When the Olympics were revived in modern times, in 1896, mores had changed. The organizers didn’t even consider reviving the Greek tradition of naked competitions. “What if the already very special Tokyo Games took an even more unusual turn by reinstating the original Greek Olympic nudity?”, wonders BBC. While no one really takes this possibility seriously, the idea raises interesting questions about athletic performance, cultural norms, or sexism. Indeed, if certain sports clothes have a real interest – to maintain the breasts of women or the genitals of men – their contribution to athletic performance is less clear.
According to Olga Troykinov, professor of human-based engineering at RMIT University in Melbourne, the garment has many uses for athletes. First of all, it evens out the body and allows the power of the muscles to be better directed towards the task at hand. For example, weight lifting belts can be useful in stabilizing the muscles of an athlete so that they can focus all of their energy towards the work they are performing.

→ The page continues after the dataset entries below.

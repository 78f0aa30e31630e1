//! Minimal CSV reading and writing: comma separated, fields quoted with `"`
//! when needed, quotes doubled inside quoted fields, quoted fields may span
//! lines.

use super::TransferError;

/// One logical CSV record.
#[derive(Debug, Clone, PartialEq, Eq)]
pub(crate) struct Record {
    /// 1-based line the record starts on.
    pub line: usize,
    pub fields: Vec<String>,
    quoted: bool,
}

impl Record {
    /// An empty line.
    pub fn is_blank(&self) -> bool {
        !self.quoted && self.fields.len() == 1 && self.fields[0].trim().is_empty()
    }

    /// `[label]` on a line of its own.
    pub fn marker(&self) -> Option<&str> {
        if self.quoted || self.fields.len() != 1 {
            return None;
        }
        let field = self.fields[0].trim();
        field
            .strip_prefix('[')
            .and_then(|rest| rest.strip_suffix(']'))
            .map(str::trim)
    }
}

pub(crate) fn escape(field: &str) -> String {
    if field.contains([',', '"', '\n', '\r']) {
        format!("\"{}\"", field.replace('"', "\"\""))
    } else {
        field.to_string()
    }
}

pub(crate) fn write_line(fields: impl IntoIterator<Item = impl AsRef<str>>) -> String {
    fields
        .into_iter()
        .map(|f| escape(f.as_ref()))
        .collect::<Vec<_>>()
        .join(",")
}

pub(crate) fn parse(text: &str) -> Result<Vec<Record>, TransferError> {
    let mut records = Vec::new();
    let mut fields: Vec<String> = Vec::new();
    let mut field = String::new();
    let mut in_quotes = false;
    let mut field_was_quoted = false;
    let mut record_quoted = false;
    let mut line = 1;
    let mut record_line = 1;
    let mut chars = text.chars().peekable();

    while let Some(c) = chars.next() {
        if in_quotes {
            match c {
                '"' if chars.peek() == Some(&'"') => {
                    chars.next();
                    field.push('"');
                }
                '"' => in_quotes = false,
                '\n' => {
                    line += 1;
                    field.push(c);
                }
                _ => field.push(c),
            }
            continue;
        }

        match c {
            '"' if field.is_empty() && !field_was_quoted => {
                in_quotes = true;
                field_was_quoted = true;
                record_quoted = true;
            }
            '"' => {
                return Err(TransferError::Malformed {
                    line,
                    reason: "unexpected quote inside a field".to_string(),
                })
            }
            ',' => {
                fields.push(std::mem::take(&mut field));
                field_was_quoted = false;
            }
            '\r' if chars.peek() == Some(&'\n') => {}
            '\n' => {
                fields.push(std::mem::take(&mut field));
                records.push(Record {
                    line: record_line,
                    fields: std::mem::take(&mut fields),
                    quoted: record_quoted,
                });
                field_was_quoted = false;
                record_quoted = false;
                line += 1;
                record_line = line;
            }
            _ if field_was_quoted => {
                return Err(TransferError::Malformed {
                    line,
                    reason: "text after a closing quote".to_string(),
                })
            }
            _ => field.push(c),
        }
    }

    if in_quotes {
        return Err(TransferError::Malformed {
            line: record_line,
            reason: "unterminated quoted field".to_string(),
        });
    }
    if !field.is_empty() || !fields.is_empty() || field_was_quoted {
        fields.push(field);
        records.push(Record {
            line: record_line,
            fields,
            quoted: record_quoted,
        });
    }
    Ok(records)
}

The physical and psychological effects
Very smooth fabrics can also reduce the resistance the body encounters when moving through air or water, a boon for many types of sports where speed is the key to success. For example, in addition to shaving their legs, riders can also benefit from tight-fitting clothing, with rough areas strategically placed to create a definite trail behind them.
But above all, competing naked would have an influence on the type of people allowed to go to the Olympics. The more conservative countries could, for example, ban competition from their athletes. Also, it would raise legal and ethical questions if minors were also to compete naked. As for female and transgender athletes, according to Ruth Barcan, associate professor of gender studies at the University of Sydney, they would do “inevitably” face more judgments than their cisgender male counterparts. Unfortunately, there are many precedents to prove it.

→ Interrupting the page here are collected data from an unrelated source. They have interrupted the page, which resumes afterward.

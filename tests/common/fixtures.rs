#![allow(dead_code)]

use std::sync::Arc;
use std::time::Duration;
use tempfile::TempDir;

use spotify_manager::catalog_store::{Album, Artist, CatalogStore, SqliteCatalogStore, Track};
use spotify_manager::library::LibraryManager;
use spotify_manager::reconcile::Reconciler;
use spotify_manager::remote::{
    ExternalUrls, SimplifiedArtist, SpotifyAlbum, SpotifyArtist, SpotifyImage, SpotifyTrack,
};
use spotify_manager::snapshot::{ReaderSettings, SnapshotReader};

use super::FakeSpotify;

// =============================================================================
// Remote records
// =============================================================================

fn urls(kind: &str, id: &str) -> ExternalUrls {
    ExternalUrls {
        spotify: Some(format!("https://open.spotify.com/{}/{}", kind, id)),
    }
}

fn owner(id: &str) -> SimplifiedArtist {
    SimplifiedArtist {
        id: Some(id.to_string()),
        name: format!("Artist {}", id),
        uri: format!("spotify:artist:{}", id),
        external_urls: urls("artist", id),
    }
}

pub fn artist(id: &str, name: &str, genres: &[&str]) -> SpotifyArtist {
    SpotifyArtist {
        id: Some(id.to_string()),
        name: name.to_string(),
        genres: genres.iter().map(|g| g.to_string()).collect(),
        uri: format!("spotify:artist:{}", id),
        external_urls: urls("artist", id),
        images: vec![
            SpotifyImage {
                url: format!("https://i.scdn.co/image/{}-640", id),
                width: Some(640),
                height: Some(640),
            },
            SpotifyImage {
                url: format!("https://i.scdn.co/image/{}-320", id),
                width: Some(320),
                height: Some(320),
            },
        ],
    }
}

pub fn album(id: &str, owner_id: &str, release_date: &str) -> SpotifyAlbum {
    SpotifyAlbum {
        id: Some(id.to_string()),
        name: format!("Album {}", id),
        artists: vec![owner(owner_id)],
        release_date: Some(release_date.to_string()),
        uri: format!("spotify:album:{}", id),
        external_urls: urls("album", id),
        images: vec![],
    }
}

pub fn track(id: &str, owner_id: &str, album_id: &str, release_date: &str) -> SpotifyTrack {
    SpotifyTrack {
        id: Some(id.to_string()),
        name: format!("Track {}", id),
        artists: vec![owner(owner_id)],
        album: Some(album(album_id, owner_id, release_date)),
        uri: format!("spotify:track:{}", id),
        external_urls: urls("track", id),
    }
}

// =============================================================================
// Local rows
// =============================================================================

pub fn local_artist(id: &str, name: &str) -> Artist {
    Artist {
        id: id.to_string(),
        name: name.to_string(),
        genres: vec![],
        uri: format!("spotify:artist:{}", id),
        url: format!("https://open.spotify.com/artist/{}", id),
        image_url: None,
    }
}

pub fn local_album(id: &str, artist_id: &str) -> Album {
    Album {
        id: id.to_string(),
        artist_id: artist_id.to_string(),
        name: format!("Local album {}", id),
        release_year: 2000,
        uri: format!("spotify:album:{}", id),
        url: format!("https://open.spotify.com/album/{}", id),
    }
}

pub fn local_track(id: &str, artist_id: &str, album_id: &str) -> Track {
    Track {
        id: id.to_string(),
        artist_id: artist_id.to_string(),
        album_id: album_id.to_string(),
        name: format!("Local track {}", id),
        release_year: 2000,
        uri: format!("spotify:track:{}", id),
        url: format!("https://open.spotify.com/track/{}", id),
    }
}

// =============================================================================
// Wiring
// =============================================================================

/// A file-backed catalog in a temporary directory plus the fake service.
pub struct TestLibrary {
    pub dir: TempDir,
    pub store: SqliteCatalogStore,
    pub spotify: Arc<FakeSpotify>,
}

impl TestLibrary {
    pub fn new(spotify: FakeSpotify) -> Self {
        let dir = TempDir::new().unwrap();
        let store = SqliteCatalogStore::new(dir.path().join("library.db")).unwrap();
        TestLibrary {
            dir,
            store,
            spotify: Arc::new(spotify),
        }
    }

    pub fn store(&self) -> Arc<dyn CatalogStore> {
        Arc::new(self.store.clone())
    }

    pub fn reader_settings(page_size: u32) -> ReaderSettings {
        ReaderSettings {
            page_size,
            max_page_retries: 1,
            retry_backoff: Duration::ZERO,
            backfill_parallelism: 2,
        }
    }

    pub fn reconciler(&self) -> Reconciler {
        self.reconciler_with_page_size(50)
    }

    pub fn reconciler_with_page_size(&self, page_size: u32) -> Reconciler {
        Reconciler::new(
            self.store(),
            SnapshotReader::new(self.spotify.clone(), Self::reader_settings(page_size)),
        )
    }

    pub fn manager(&self) -> LibraryManager {
        LibraryManager::new(self.store())
            .with_lookup(self.spotify.clone())
            .with_user(self.spotify.clone())
    }
}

Finally, the psychological effects of naked competition obviously affect athletes more than the strictly physical consequences. “Imagine filtering through the millions of comments made about the most intimate parts of your body”, points out Ruth Barcan. Indeed, taking into account these constraints, the winners of the first naked Olympics were perhaps not the most efficient, but those most able to channel the state of mind of ancient Greece.